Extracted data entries
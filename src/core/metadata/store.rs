//! core::metadata::store
//!
//! The two-tier masterlist/userlist store.
//!
//! # Architecture
//!
//! A `MetadataStore` owns exactly two [`MetadataList`]s. The masterlist is
//! authoritative and replaced wholesale on load or update; the userlist is
//! the user's override layer, replaced on load and mutated one record at a
//! time otherwise. Queries merge userlist records onto masterlist records
//! and optionally filter the result through the condition evaluator.
//!
//! # Atomicity
//!
//! Multi-list loading goes through temporaries: the store's lists are
//! swapped only after every load succeeds, so a failed call leaves the
//! store in its prior, consistent state.
//!
//! # Concurrency
//!
//! All operations are synchronous and the store performs no internal
//! locking. Hosts embedding a store in a multi-threaded context must
//! serialize access; the shared condition cache additionally makes
//! invalidation a global barrier (see [`crate::condition`]).

use std::collections::BTreeSet;
use std::path::{Path, PathBuf};

use thiserror::Error;

use super::list::{ListError, MetadataList};
use super::schema::{EntityMetadata, Message};
use crate::condition::{ConditionError, ConditionEvaluator};
use crate::core::types::EntityName;
use crate::remote::{RemoteError, RemoteSync, RevisionInfo};

/// Errors from store operations.
#[derive(Debug, Error)]
pub enum StoreError {
    /// A path exists when it must not, or is required and absent.
    #[error("file access error at '{path}': {reason}")]
    FileAccess { path: PathBuf, reason: String },

    /// A caller-supplied path is structurally unusable.
    #[error("invalid argument: {message}")]
    InvalidArgument { message: String },

    /// List load or save failure.
    #[error(transparent)]
    List(#[from] ListError),

    /// Condition evaluation failure.
    #[error(transparent)]
    Condition(#[from] ConditionError),

    /// Distribution backend failure.
    #[error(transparent)]
    Remote(#[from] RemoteError),
}

/// The two-tier metadata store.
pub struct MetadataStore {
    masterlist: MetadataList,
    userlist: MetadataList,
    evaluator: ConditionEvaluator,
}

impl MetadataStore {
    /// Create an empty store evaluating conditions with `evaluator`.
    pub fn new(evaluator: ConditionEvaluator) -> Self {
        Self {
            masterlist: MetadataList::new(),
            userlist: MetadataList::new(),
            evaluator,
        }
    }

    /// The authoritative list.
    pub fn masterlist(&self) -> &MetadataList {
        &self.masterlist
    }

    /// The override list.
    pub fn userlist(&self) -> &MetadataList {
        &self.userlist
    }

    /// The condition evaluator this store filters with.
    pub fn evaluator(&self) -> &ConditionEvaluator {
        &self.evaluator
    }

    /// Load both lists, replacing current content.
    ///
    /// A `None` path skips that tier, leaving it empty. Loading happens
    /// into temporaries; the store's lists are replaced only after both
    /// loads succeed.
    ///
    /// # Errors
    ///
    /// - [`StoreError::FileAccess`] naming any given path that does not exist
    /// - [`StoreError::List`] if a file exists but fails to parse
    pub fn load_lists(
        &mut self,
        masterlist_path: Option<&Path>,
        userlist_path: Option<&Path>,
    ) -> Result<(), StoreError> {
        let mut master_temp = MetadataList::new();
        let mut user_temp = MetadataList::new();

        if let Some(path) = masterlist_path {
            require_exists(path, "masterlist")?;
            master_temp.load(path)?;
        }

        if let Some(path) = userlist_path {
            require_exists(path, "userlist")?;
            user_temp.load(path)?;
        }

        self.masterlist = master_temp;
        self.userlist = user_temp;
        Ok(())
    }

    /// Serialize the userlist to `path`.
    ///
    /// # Errors
    ///
    /// - [`StoreError::InvalidArgument`] if `path`'s parent directory is absent
    /// - [`StoreError::FileAccess`] if `path` exists and `overwrite` is false
    pub fn write_userlist(&self, path: &Path, overwrite: bool) -> Result<(), StoreError> {
        check_writable(path, overwrite)?;
        self.userlist.save(path)?;
        Ok(())
    }

    /// Update the masterlist file at `path` via `remote` and, when it
    /// changed, reload the authoritative list from it.
    ///
    /// Returns whether an update occurred. On `false` the store is left
    /// untouched.
    ///
    /// # Errors
    ///
    /// - [`StoreError::InvalidArgument`] if `path` has no valid parent directory
    /// - [`StoreError::Remote`] if the backend fails
    /// - [`StoreError::List`] if the updated file fails to parse (the
    ///   in-memory masterlist is left as it was)
    pub fn update_masterlist(
        &mut self,
        path: &Path,
        remote: &dyn RemoteSync,
        url: &str,
        branch: &str,
    ) -> Result<bool, StoreError> {
        let parent_ok = path
            .parent()
            .map(|p| p.as_os_str().is_empty() || p.is_dir())
            .unwrap_or(false);
        if !parent_ok {
            return Err(StoreError::InvalidArgument {
                message: format!(
                    "masterlist path '{}' does not have a valid parent directory",
                    path.display()
                ),
            });
        }

        if remote.update(path, url, branch)? {
            let mut temp = MetadataList::new();
            temp.load(path)?;
            self.masterlist = temp;
            Ok(true)
        } else {
            Ok(false)
        }
    }

    /// Describe the revision the masterlist at `path` was checked out from.
    pub fn masterlist_revision(
        &self,
        path: &Path,
        remote: &dyn RemoteSync,
        short: bool,
    ) -> Result<RevisionInfo, StoreError> {
        Ok(remote.get_info(path, short)?)
    }

    /// Is the masterlist at `path` at the tip of `branch`?
    pub fn is_latest_masterlist(
        &self,
        path: &Path,
        remote: &dyn RemoteSync,
        branch: &str,
    ) -> Result<bool, StoreError> {
        Ok(remote.is_latest(path, branch)?)
    }

    /// Union of both tiers' tag vocabularies and directive names.
    pub fn known_tags(&self) -> BTreeSet<String> {
        let mut tags = self.masterlist.known_tags();
        let user_tags = self.userlist.known_tags();
        if !user_tags.is_empty() {
            tags.extend(user_tags);
        }
        tags
    }

    /// List-level messages: masterlist first, then userlist.
    ///
    /// When `evaluate_conditions` is set, the condition cache is fully
    /// invalidated first (results reflect the installed state as of this
    /// call) and messages whose condition is false are dropped, preserving
    /// relative order.
    pub fn general_messages(
        &self,
        evaluate_conditions: bool,
    ) -> Result<Vec<Message>, StoreError> {
        let mut messages = self.masterlist.global_messages().to_vec();
        let user_messages = self.userlist.global_messages();
        if !user_messages.is_empty() {
            messages.extend_from_slice(user_messages);
        }

        if evaluate_conditions {
            // Evaluate from scratch.
            self.evaluator.invalidate_cache();
            let mut filtered = Vec::with_capacity(messages.len());
            for message in messages {
                if self.evaluator.evaluate(message.condition.as_deref())? {
                    filtered.push(message);
                }
            }
            return Ok(filtered);
        }

        Ok(messages)
    }

    /// Effective metadata for `name`.
    ///
    /// Starts from the masterlist record (empty if unknown; absence is
    /// not an error). With `include_userlist`, the userlist record is
    /// merged on top. With `evaluate_conditions`, inapplicable parts are
    /// dropped against the current cache state; no invalidation happens
    /// here, cache freshness is the caller's decision.
    pub fn resolve(
        &self,
        name: &EntityName,
        include_userlist: bool,
        evaluate_conditions: bool,
    ) -> Result<EntityMetadata, StoreError> {
        let mut metadata = self.masterlist.find(name);

        if include_userlist {
            metadata.merge(self.userlist.find(name));
        }

        if evaluate_conditions {
            metadata = self.evaluator.evaluate_all(metadata)?;
        }

        Ok(metadata)
    }

    /// Exactly what the user has customized for `name`, independent of
    /// authoritative content.
    pub fn resolve_userlist_only(
        &self,
        name: &EntityName,
        evaluate_conditions: bool,
    ) -> Result<EntityMetadata, StoreError> {
        let metadata = self.userlist.find(name);

        if evaluate_conditions {
            return Ok(self.evaluator.evaluate_all(metadata)?);
        }

        Ok(metadata)
    }

    /// Set the userlist record for `metadata`'s name, replacing any
    /// existing record. Guarantees exactly one entry per name.
    pub fn set_user_metadata(&mut self, metadata: EntityMetadata) {
        self.userlist.replace(metadata);
    }

    /// Remove the userlist record for `name`. Returns whether one existed.
    pub fn discard_user_metadata(&mut self, name: &EntityName) -> bool {
        self.userlist.erase(name)
    }

    /// Remove every userlist record, the vocabulary, and its messages.
    /// The masterlist is never affected.
    pub fn discard_all_user_metadata(&mut self) {
        self.userlist.clear();
    }
}
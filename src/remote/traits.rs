//! remote::traits
//!
//! Trait definition for masterlist distribution backends.
//!
//! # Design
//!
//! The store only reacts to the boolean "changed" result of an update; how
//! the file moves over the wire is the backend's business. Backends own
//! their own retry and timeout policy.

use std::path::Path;

use chrono::NaiveDate;
use serde::Serialize;
use thiserror::Error;

/// Errors from distribution backends.
#[derive(Debug, Clone, Error)]
pub enum RemoteError {
    /// The list path is not inside a repository the backend manages.
    #[error("no repository at '{path}'")]
    NotARepo { path: std::path::PathBuf },

    /// The requested branch or revision does not exist.
    #[error("ref not found: {name}")]
    RefNotFound { name: String },

    /// The list path itself is unusable (no parent directory, no file name).
    #[error("invalid list path '{path}'")]
    InvalidPath { path: std::path::PathBuf },

    /// Filesystem failure while materializing the list file.
    #[error("failed to write '{path}': {message}")]
    Io {
        path: std::path::PathBuf,
        message: String,
    },

    /// Transport or repository failure, normalized to a message.
    #[error("git error: {0}")]
    Git(String),
}

/// Description of the revision a list file was checked out from.
#[derive(Debug, Clone, PartialEq, Eq, Serialize)]
pub struct RevisionInfo {
    /// Commit id, full or abbreviated.
    pub revision: String,

    /// Commit date.
    pub date: NaiveDate,

    /// True when the working copy of the list file differs from the
    /// checked-out revision (the user edited it in place).
    pub is_modified: bool,
}

/// A masterlist distribution backend.
pub trait RemoteSync {
    /// Bring the list file at `path` up to date from `url`/`branch`.
    ///
    /// Returns `true` when the file content changed, `false` when it was
    /// already current.
    fn update(&self, path: &Path, url: &str, branch: &str) -> Result<bool, RemoteError>;

    /// Describe the revision currently checked out at `path`.
    fn get_info(&self, path: &Path, short: bool) -> Result<RevisionInfo, RemoteError>;

    /// Is the checkout at `path` at the tip of `branch`?
    fn is_latest(&self, path: &Path, branch: &str) -> Result<bool, RemoteError>;
}
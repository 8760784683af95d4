//! revision command - Show the masterlist revision

use anyhow::Result;

use super::Context;
use crate::remote::GitRemote;
use crate::ui::output;

/// Show the revision the masterlist was checked out from.
pub fn revision(ctx: &Context, short: bool) -> Result<()> {
    let path = ctx.require_masterlist()?;
    let remote = GitRemote::new();

    let store = ctx.open_store()?;
    let info = store.masterlist_revision(path, &remote, short)?;

    if ctx.json {
        println!("{}", serde_json::to_string_pretty(&info)?);
        return Ok(());
    }

    let suffix = if info.is_modified {
        " (edited locally)"
    } else {
        ""
    };
    output::print(
        format!("{} ({}){}", info.revision, info.date, suffix),
        ctx.verbosity,
    );
    Ok(())
}
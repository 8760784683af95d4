//! cli
//!
//! Command-line interface layer for Metalist.
//!
//! # Responsibilities
//!
//! - Parse command-line arguments and global flags
//! - Resolve path defaults from configuration (CLI flags take precedence)
//! - Delegate to command handlers
//!
//! # Architecture
//!
//! The CLI layer is thin. It parses arguments via clap and dispatches to
//! handlers that drive [`crate::core::metadata::store::MetadataStore`]. All
//! list mutations flow through the store; handlers never edit list files
//! directly.

pub mod args;
pub mod commands;

pub use args::{Cli, Shell};

use anyhow::Result;

use crate::core::config::Config;

/// Run the CLI application.
///
/// This is the main entry point called from `main.rs`.
pub fn run() -> Result<()> {
    let cli = Cli::parse_args();
    let config = Config::load()?;
    let ctx = commands::Context::new(&cli, &config);

    commands::dispatch(cli.command, &ctx)
}
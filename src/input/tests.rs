#![allow(clippy::unwrap_used)]

use rust_decimal::Decimal;
use rust_decimal_macros::dec;

use super::*;
use tripbudget::models::Currency;

// ── parse_money ───────────────────────────────────────────────

#[test]
fn test_parse_money_plain() {
    assert_eq!(parse_money("1500"), dec!(1500));
    assert_eq!(parse_money(" 12.50 "), dec!(12.50));
}

#[test]
fn test_parse_money_strips_symbols_and_separators() {
    assert_eq!(parse_money("$1,200"), dec!(1200));
    assert_eq!(parse_money("₹ 83,000.00"), dec!(83000));
    assert_eq!(parse_money("C$250"), dec!(250));
    assert_eq!(parse_money("-$40"), dec!(-40));
    assert_eq!(parse_money("90 €"), dec!(90));
}

#[test]
fn test_parse_money_garbage_is_zero() {
    assert_eq!(parse_money("abc"), Decimal::ZERO);
    assert_eq!(parse_money(""), Decimal::ZERO);
    assert_eq!(parse_money("1.2.3"), Decimal::ZERO);
    assert_eq!(parse_money("1e3"), Decimal::ZERO);
    assert_eq!(parse_money("abc1"), Decimal::ZERO);
    assert_eq!(parse_money("12 dollars"), Decimal::ZERO);
}

// ── parse_days ────────────────────────────────────────────────

#[test]
fn test_parse_days() {
    assert_eq!(parse_days("7"), 7);
    assert_eq!(parse_days(" 14 "), 14);
}

#[test]
fn test_parse_days_defaults_to_one() {
    assert_eq!(parse_days("a week"), 1);
    assert_eq!(parse_days("0"), 1);
    assert_eq!(parse_days("-4"), 1);
}

// ── trip_days ─────────────────────────────────────────────────

#[test]
fn test_trip_days_is_inclusive() {
    assert_eq!(trip_days("2026-11-01", "2026-11-07").unwrap(), 7);
    assert_eq!(trip_days("2026-11-01", "2026-11-01").unwrap(), 1);
}

#[test]
fn test_trip_days_across_month_end() {
    assert_eq!(trip_days("2026-01-30", "2026-02-02").unwrap(), 4);
}

#[test]
fn test_trip_days_rejects_bad_input() {
    assert!(trip_days("2026-11-07", "2026-11-01").is_err());
    assert!(trip_days("11/01/2026", "2026-11-07").is_err());
}

// ── parse_percentage ──────────────────────────────────────────

#[test]
fn test_parse_percentage() {
    assert_eq!(parse_percentage("30"), Some(30));
    assert_eq!(parse_percentage(" 30% "), Some(30));
    assert_eq!(parse_percentage("12.5"), Some(13));
    assert_eq!(parse_percentage("-4"), Some(-4));
}

#[test]
fn test_parse_percentage_rejects_garbage() {
    assert_eq!(parse_percentage(""), None);
    assert_eq!(parse_percentage("%"), None);
    assert_eq!(parse_percentage("lots"), None);
    assert_eq!(parse_percentage("1e2"), None);
}

#[test]
fn test_parse_percentage_matches_edit_rounding() {
    let expected = parse_percentage("12.5%").map(|value| Edit::Percentage {
        category: "food".into(),
        value,
    });
    assert_eq!(Some(parse_edit("food=12.5%").unwrap()), expected);
}

// ── parse_edit ────────────────────────────────────────────────

#[test]
fn test_parse_percentage_edit() {
    assert_eq!(
        parse_edit("Accommodation=50%").unwrap(),
        Edit::Percentage {
            category: "Accommodation".into(),
            value: 50
        }
    );
}

#[test]
fn test_parse_edit_allows_spaces_in_name() {
    assert_eq!(
        parse_edit("  Food & Drinks = 20 % ").unwrap(),
        Edit::Percentage {
            category: "Food & Drinks".into(),
            value: 20
        }
    );
}

#[test]
fn test_parse_percentage_edit_rounds() {
    assert_eq!(
        parse_edit("food=12.5%").unwrap(),
        Edit::Percentage {
            category: "food".into(),
            value: 13
        }
    );
}

#[test]
fn test_parse_amount_edit() {
    assert_eq!(
        parse_edit("shopping=1,250.75").unwrap(),
        Edit::Amount {
            category: "shopping".into(),
            value: dec!(1250.75)
        }
    );
}

#[test]
fn test_parse_edit_rejects_garbage() {
    assert!(parse_edit("food").is_err());
    assert!(parse_edit("=20%").is_err());
    assert!(parse_edit("food=lots").is_err());
}

// ── apply_edit ────────────────────────────────────────────────

#[test]
fn test_apply_edit_by_name() {
    let mut plan = BudgetPlan::with_defaults(dec!(1000), 7, Currency::Usd);
    apply_edit(&mut plan, &parse_edit("accommodation=50%").unwrap()).unwrap();
    assert_eq!(plan.category("accommodation").unwrap().percentage, 50);
    assert_eq!(plan.category("food").unwrap().percentage, 18);
}

#[test]
fn test_apply_amount_edit() {
    let mut plan = BudgetPlan::with_defaults(dec!(2000), 7, Currency::Usd);
    apply_edit(&mut plan, &parse_edit("Shopping=200").unwrap()).unwrap();
    assert_eq!(plan.category("shopping").unwrap().percentage, 10);
    assert_eq!(plan.percentage_sum(), 100);
}

#[test]
fn test_apply_edit_unknown_category() {
    let mut plan = BudgetPlan::with_defaults(dec!(1000), 7, Currency::Usd);
    let before = plan.clone();
    assert!(apply_edit(&mut plan, &parse_edit("souvenirs=10%").unwrap()).is_err());
    assert_eq!(plan, before);
}
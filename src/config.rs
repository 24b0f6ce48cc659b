use std::path::PathBuf;

use anyhow::{Context, Result};
use rust_decimal::Decimal;
use tracing::{debug, warn};

use tripbudget::models::Currency;

use crate::input::{parse_days, try_parse_money};

pub(crate) const DEFAULT_TOTAL: i64 = 1000;
pub(crate) const DEFAULT_DAYS: i64 = 7;

/// Starting values for a planning session, read from `TRIPBUDGET_*` variables.
#[derive(Debug, Clone)]
pub(crate) struct Config {
    pub(crate) total_budget: Decimal,
    pub(crate) duration: i64,
    pub(crate) currency: Currency,
    pub(crate) export_dir: PathBuf,
}

impl Config {
    pub(crate) fn from_env() -> Result<Self> {
        Self::from_lookup(|key| std::env::var(key).ok())
    }

    /// Build a config from any key lookup. Malformed numbers fall back the same
    /// way typed input does; an unknown currency code is an error.
    pub(crate) fn from_lookup(lookup: impl Fn(&str) -> Option<String>) -> Result<Self> {
        let total_budget = match lookup("TRIPBUDGET_TOTAL") {
            Some(raw) => try_parse_money(&raw).unwrap_or_else(|| {
                warn!(value = %raw, "TRIPBUDGET_TOTAL is not a number, using 0");
                Decimal::ZERO
            }),
            None => Decimal::from(DEFAULT_TOTAL),
        };

        let duration = match lookup("TRIPBUDGET_DAYS") {
            Some(raw) => {
                if raw.trim().parse::<i64>().is_err() {
                    warn!(value = %raw, "TRIPBUDGET_DAYS is not a number, using 1");
                }
                parse_days(&raw)
            }
            None => DEFAULT_DAYS,
        };

        let currency = match lookup("TRIPBUDGET_CURRENCY") {
            Some(raw) => Currency::parse(&raw).ok_or_else(|| {
                let codes: Vec<&str> = Currency::all().iter().map(|c| c.code()).collect();
                anyhow::anyhow!(
                    "Unknown TRIPBUDGET_CURRENCY '{raw}'. Supported: {}",
                    codes.join(", ")
                )
            })?,
            None => Currency::Usd,
        };

        let export_dir = match lookup("TRIPBUDGET_EXPORT_DIR") {
            Some(dir) => PathBuf::from(crate::run::shellexpand(&dir)),
            None => default_export_dir()?,
        };

        let config = Self {
            total_budget,
            duration,
            currency,
            export_dir,
        };
        debug!(?config, "loaded configuration");
        Ok(config)
    }
}

fn default_export_dir() -> Result<PathBuf> {
    let proj_dirs = directories::ProjectDirs::from("com", "tripbudget", "TripBudget")
        .ok_or_else(|| anyhow::anyhow!("Could not determine data directory"))?;
    let data_dir = proj_dirs.data_dir();
    std::fs::create_dir_all(data_dir)
        .with_context(|| format!("Failed to create data directory: {}", data_dir.display()))?;
    Ok(data_dir.to_path_buf())
}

== What this task involves ==
The expected answer is a number and nothing else: how many lines above include the word "enum".

== Solution ==
2